В душе Михалыч был большой непоседа. Ему вечно хотелось переехать жить куда-то подальше, в другое место: то на юг, то на север, то на восток… Он выписывал медицинский журнал и, когда получал свежий номер, прежде всего заглядывал на последнюю страницу. Там печатались приглашения врачей на работу.

— Эх, братцы мои! — мечтательно говорил Михалыч. — Сколько хороших мест! Вот, например, приглашают врача-хирурга под Иркутск. Махнуть бы туда! Тайга, Байкал… Какая рыбалка, какая охота — медведи, лоси, глухари!..

— Это что же, в Иркутск приглашают? — осведомлялась мама.

— Нет, не совсем, но где-то там рядом, — уклончиво отвечал Михалыч. И тут же добавлял: — Если вы, мадам, этим серьёзно заинтересовались, мы сейчас же всё точно установим.

Михалыч доставал из книжного шкафа большой географический атлас и начинал водить пальцем по карте, где был изображён район Байкала. Мы с Серёжей не отрываясь следили за движением пальца но таинственным значкам на листе бумаги, изображавшим горы, реки, озёра. Наконец Михалыч находил то, что искал.

— Вот оно!

— Ну что ж, это рядом с Иркутском? — спрашивала мама.

— Ну, как тебе сказать, не очень, конечно. — Михалыч прикидывал по масштабу. — Вёрст полтораста в сторонку. Но зато в самую глушь тайги. Боже, какие там, наверное, места!

— А железная дорога туда подходит? — допытывалась мама.

— Ах, оставь, пожалуйста! — негодовал Михалыч. — Тебе обязательно нужно, чтобы железная дорога под боком была. Там и без этого отлично люди обходятся. Кибитка, подвесной самовар, и летишь на перекладных через долины, через увалы. Кругом простор!..

— А как же ребят учить? Уж в Черни гимназии нет, а там, наверное, вообще никакой школы!

— Да, вот с этим, должно быть, туговато, — грустно вздыхал Михалыч. — Ну что ж, если это место не подходит, поищем другое. Да вот хоть, к примеру, под Астраханью, в плавнях Волги. Чем не житьё? Кругом болотные топи, заросли, целые моря камышей. А в них гуси, утки, пеликаны… Одной охотой прожить можно.

Мама слушала и только покачивала головой:

— Ох уж мне эти планы, проекты…

Правда, дальше планов дело не шло, и мы год за годом безвыездно жили в Черни.
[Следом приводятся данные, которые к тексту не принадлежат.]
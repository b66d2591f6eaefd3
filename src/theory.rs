//! Pad-to-chord mapping.
//!
//! The 16 chord pads form two rows over the major scale of the current key:
//! pads 0–7 play major triads on degrees 1..8, pads 8–15 the minor triads on
//! the same roots. The tonic sits at C3 (midi 48) and chords are stacked
//! upward without wrapping, so pad 7 is the tonic an octave up.

use std::fmt;
use std::str::FromStr;

#[cfg(feature = "serde")]
use serde::{Deserialize, Serialize};

use crate::{Error, Result};

/// Number of chord pads (major row followed by minor row).
pub const CHORD_PADS: usize = 16;

const DEGREE_STEPS: [u8; 8] = [0, 2, 4, 5, 7, 9, 11, 12];
const DIATONIC: [Quality; 8] = [
    Quality::Major,
    Quality::Minor,
    Quality::Minor,
    Quality::Major,
    Quality::Major,
    Quality::Minor,
    Quality::Diminished,
    Quality::Major,
];
const BASE_MIDI: u8 = 48;

/// Convert a (possibly fractional) midi note number to Hz. A4 = 440 Hz = 69.
#[inline]
pub fn mtof(midi: f32) -> f32 {
    440.0 * 2.0_f32.powf((midi - 69.0) / 12.0)
}

#[cfg_attr(feature = "serde", derive(Serialize, Deserialize))]
#[derive(Debug, Clone, Copy, PartialEq, Eq, Hash)]
pub enum PitchClass {
    C,
    CSharp,
    D,
    DSharp,
    E,
    F,
    FSharp,
    G,
    GSharp,
    A,
    ASharp,
    B,
}

impl PitchClass {
    pub const ALL: [PitchClass; 12] = [
        PitchClass::C,
        PitchClass::CSharp,
        PitchClass::D,
        PitchClass::DSharp,
        PitchClass::E,
        PitchClass::F,
        PitchClass::FSharp,
        PitchClass::G,
        PitchClass::GSharp,
        PitchClass::A,
        PitchClass::ASharp,
        PitchClass::B,
    ];

    /// Keys in circle-of-fifths order, starting at C.
    pub const FIFTHS: [PitchClass; 12] = [
        PitchClass::C,
        PitchClass::G,
        PitchClass::D,
        PitchClass::A,
        PitchClass::E,
        PitchClass::B,
        PitchClass::FSharp,
        PitchClass::CSharp,
        PitchClass::GSharp,
        PitchClass::DSharp,
        PitchClass::ASharp,
        PitchClass::F,
    ];

    pub fn semitone(self) -> u8 {
        self as u8
    }

    pub fn from_semitone(semitone: u8) -> Self {
        Self::ALL[(semitone % 12) as usize]
    }

    /// Name with an ASCII sharp, e.g. `F#`.
    pub fn name(self) -> &'static str {
        match self {
            PitchClass::C => "C",
            PitchClass::CSharp => "C#",
            PitchClass::D => "D",
            PitchClass::DSharp => "D#",
            PitchClass::E => "E",
            PitchClass::F => "F",
            PitchClass::FSharp => "F#",
            PitchClass::G => "G",
            PitchClass::GSharp => "G#",
            PitchClass::A => "A",
            PitchClass::ASharp => "A#",
            PitchClass::B => "B",
        }
    }

    /// Name with a typographic sharp, e.g. `F♯`.
    pub fn pretty(self) -> String {
        self.name().replace('#', "♯")
    }
}

impl FromStr for PitchClass {
    type Err = Error;

    /// Accepts `C#`, `C♯` and the flat spellings `Db`/`D♭`.
    fn from_str(s: &str) -> Result<Self> {
        let mut chars = s.trim().chars();
        let letter = chars
            .next()
            .ok_or_else(|| Error::UnknownKey(s.to_string()))?;
        let natural = match letter.to_ascii_uppercase() {
            'C' => 0,
            'D' => 2,
            'E' => 4,
            'F' => 5,
            'G' => 7,
            'A' => 9,
            'B' => 11,
            _ => return Err(Error::UnknownKey(s.to_string())),
        };
        let semitone = match chars.as_str() {
            "" => natural,
            "#" | "♯" => natural + 1,
            "b" | "♭" => natural + 11,
            _ => return Err(Error::UnknownKey(s.to_string())),
        };
        Ok(Self::from_semitone(semitone))
    }
}

impl fmt::Display for PitchClass {
    fn fmt(&self, f: &mut fmt::Formatter<'_>) -> fmt::Result {
        f.write_str(self.name())
    }
}

/// Tonic of the current key. Pads are always laid out over its major scale.
#[cfg_attr(feature = "serde", derive(Serialize, Deserialize))]
#[derive(Debug, Clone, Copy, PartialEq, Eq, Hash)]
pub struct Key(pub PitchClass);

impl Key {
    pub fn tonic(self) -> PitchClass {
        self.0
    }

    /// Step `steps` positions around the circle of fifths (negative = flatwards).
    pub fn step_fifths(self, steps: i32) -> Self {
        let pos = PitchClass::FIFTHS
            .iter()
            .position(|&pc| pc == self.0)
            .unwrap_or(0) as i32;
        Key(PitchClass::FIFTHS[(pos + steps).rem_euclid(12) as usize])
    }
}

impl Default for Key {
    fn default() -> Self {
        Key(PitchClass::C)
    }
}

impl FromStr for Key {
    type Err = Error;

    fn from_str(s: &str) -> Result<Self> {
        s.parse().map(Key)
    }
}

impl fmt::Display for Key {
    fn fmt(&self, f: &mut fmt::Formatter<'_>) -> fmt::Result {
        self.0.fmt(f)
    }
}

#[cfg_attr(feature = "serde", derive(Serialize, Deserialize))]
#[derive(Debug, Clone, Copy, PartialEq, Eq, Hash)]
pub enum Quality {
    Major,
    Minor,
    Diminished,
}

impl Quality {
    fn intervals(self) -> [u8; 3] {
        match self {
            Quality::Major => [0, 4, 7],
            Quality::Minor => [0, 3, 7],
            Quality::Diminished => [0, 3, 6],
        }
    }
}

/// A triad derived from a pad and a key. Never stored; recomputed on demand so
/// a key change retunes every recorded event.
#[derive(Debug, Clone, PartialEq)]
pub struct Chord {
    pub root: PitchClass,
    pub quality: Quality,
    /// Scale degree 0..=7 the chord was built on.
    pub degree: usize,
    pub notes: [u8; 3],
}

impl Chord {
    fn build(key: Key, degree: usize, quality: Quality) -> Self {
        let step = DEGREE_STEPS[degree.min(7)];
        let tonic = key.tonic().semitone();
        let root_midi = BASE_MIDI + tonic + step;
        let [a, b, c] = quality.intervals();

        Self {
            root: PitchClass::from_semitone(tonic + step),
            quality,
            degree: degree.min(7),
            notes: [root_midi + a, root_midi + b, root_midi + c],
        }
    }

    /// Triad on `degree` of the key's major scale with its diatonic quality.
    ///
    /// Degree 6 (the leading tone) is the only source of diminished chords.
    pub fn diatonic(key: Key, degree: usize) -> Self {
        let degree = degree.min(7);
        Self::build(key, degree, DIATONIC[degree])
    }

    pub fn root_midi(&self) -> u8 {
        self.notes[0]
    }

    pub fn frequencies(&self) -> [f32; 3] {
        self.notes.map(|m| mtof(m as f32))
    }

    /// Display symbol: `C`, `F♯m`, `B°`.
    pub fn symbol(&self) -> String {
        let root = self.root.pretty();
        match self.quality {
            Quality::Major => root,
            Quality::Minor => root + "m",
            Quality::Diminished => root + "°",
        }
    }

    /// Plain ASCII label: `C`, `F#m`, `Bdim`.
    pub fn label(&self) -> String {
        let root = self.root.name();
        match self.quality {
            Quality::Major => root.to_string(),
            Quality::Minor => format!("{root}m"),
            Quality::Diminished => format!("{root}dim"),
        }
    }

    /// Note names for a pad caption, e.g. `C - E - G`.
    pub fn note_names(&self) -> String {
        self.notes
            .iter()
            .map(|&m| PitchClass::from_semitone(m).name())
            .collect::<Vec<_>>()
            .join(" - ")
    }
}

impl fmt::Display for Chord {
    fn fmt(&self, f: &mut fmt::Formatter<'_>) -> fmt::Result {
        f.write_str(&self.symbol())
    }
}

/// Chord for chord pad `pad` (0–15) under `key`.
pub fn chord_for_pad(pad: usize, key: Key) -> Result<Chord> {
    if pad >= CHORD_PADS {
        return Err(Error::PadOutOfRange(pad));
    }
    let quality = if pad >= 8 {
        Quality::Minor
    } else {
        Quality::Major
    };
    Ok(Chord::build(key, pad % 8, quality))
}

/// Reverse lookup used by a circle-of-fifths picker: the pad that plays
/// `root`/`quality` in `key`, if any.
pub fn pad_for_chord(key: Key, root: PitchClass, quality: Quality) -> Option<usize> {
    (0..CHORD_PADS).find(|&pad| {
        chord_for_pad(pad, key)
            .map(|chord| chord.root == root && chord.quality == quality)
            .unwrap_or(false)
    })
}

#[cfg(test)]
mod tests {
    use super::*;

    fn c() -> Key {
        Key(PitchClass::C)
    }

    #[test]
    fn pad_zero_in_c_is_c_major_at_c3() {
        let chord = chord_for_pad(0, c()).unwrap();
        assert_eq!(chord.notes, [48, 52, 55]);
        assert_eq!(chord.label(), "C");
        assert!((chord.frequencies()[0] - 130.81).abs() < 0.01);
    }

    #[test]
    fn pad_eight_in_c_is_c_minor() {
        let chord = chord_for_pad(8, c()).unwrap();
        assert_eq!(chord.quality, Quality::Minor);
        assert_eq!(chord.notes, [48, 51, 55]);
        assert_eq!(chord.note_names(), "C - D# - G");
        assert_eq!(chord.symbol(), "Cm");
    }

    #[test]
    fn octave_pad_does_not_wrap() {
        let chord = chord_for_pad(7, c()).unwrap();
        assert_eq!(chord.root_midi(), 60);
        assert_eq!(chord.root, PitchClass::C);
    }

    #[test]
    fn sharp_spellings_parse_identically() {
        let ascii: Key = "C#".parse().unwrap();
        let pretty: Key = "C♯".parse().unwrap();
        let flat: Key = "Db".parse().unwrap();
        assert_eq!(ascii, pretty);
        assert_eq!(ascii, flat);
        assert!("H".parse::<Key>().is_err());
        assert!("".parse::<Key>().is_err());
    }

    #[test]
    fn key_transposes_root_midi() {
        let key: Key = "F#".parse().unwrap();
        let chord = chord_for_pad(4, key).unwrap();
        // F# + 7 semitones, no wraparound below the tonic.
        assert_eq!(chord.root_midi(), 48 + 6 + 7);
        assert_eq!(chord.root, PitchClass::CSharp);
        assert_eq!(chord.symbol(), "C♯");
    }

    #[test]
    fn pads_out_of_range_are_rejected() {
        assert!(matches!(
            chord_for_pad(16, c()),
            Err(Error::PadOutOfRange(16))
        ));
    }

    #[test]
    fn leading_tone_is_diminished() {
        let chord = Chord::diatonic(c(), 6);
        assert_eq!(chord.quality, Quality::Diminished);
        assert_eq!(chord.notes, [59, 62, 65]);
        assert_eq!(chord.symbol(), "B°");
        assert_eq!(chord.label(), "Bdim");
    }

    #[test]
    fn reverse_lookup_finds_minor_row() {
        assert_eq!(pad_for_chord(c(), PitchClass::A, Quality::Minor), Some(13));
        assert_eq!(pad_for_chord(c(), PitchClass::G, Quality::Major), Some(4));
        assert_eq!(pad_for_chord(c(), PitchClass::B, Quality::Diminished), None);
    }

    #[test]
    fn circle_of_fifths_steps_wrap() {
        assert_eq!(c().step_fifths(1), Key(PitchClass::G));
        assert_eq!(c().step_fifths(-1), Key(PitchClass::F));
        assert_eq!(c().step_fifths(12), c());
    }
}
Собственного домика у нас не было, мы снимали чей-нибудь на несколько лет. Так мы за всю жизнь в Черни переменили три квартиры. Вначале жили у самой реки, потом переехали в домик напротив земства, а когда его продали другим владельцам, переселились в такой же одноэтажный дом, возле церкви Николы. В нём мы прожили около десяти лет; в нём прошло всё моё детство. Этот дом я вижу и сейчас, как наяву, с его небольшими уютными комнатками, с белыми изразцовыми печами, с керосиновой лампой, висящей над обеденным столом, с неторопливым тиканьем старинных стенных часов.

Сразу за домом был просторный зелёный двор, а дальше — старый, заглохший садик. Наверное, он был совсем невелик, но в детстве казался мне огромным и даже таинственным, особенно зимой, когда сплошь был завален снегом.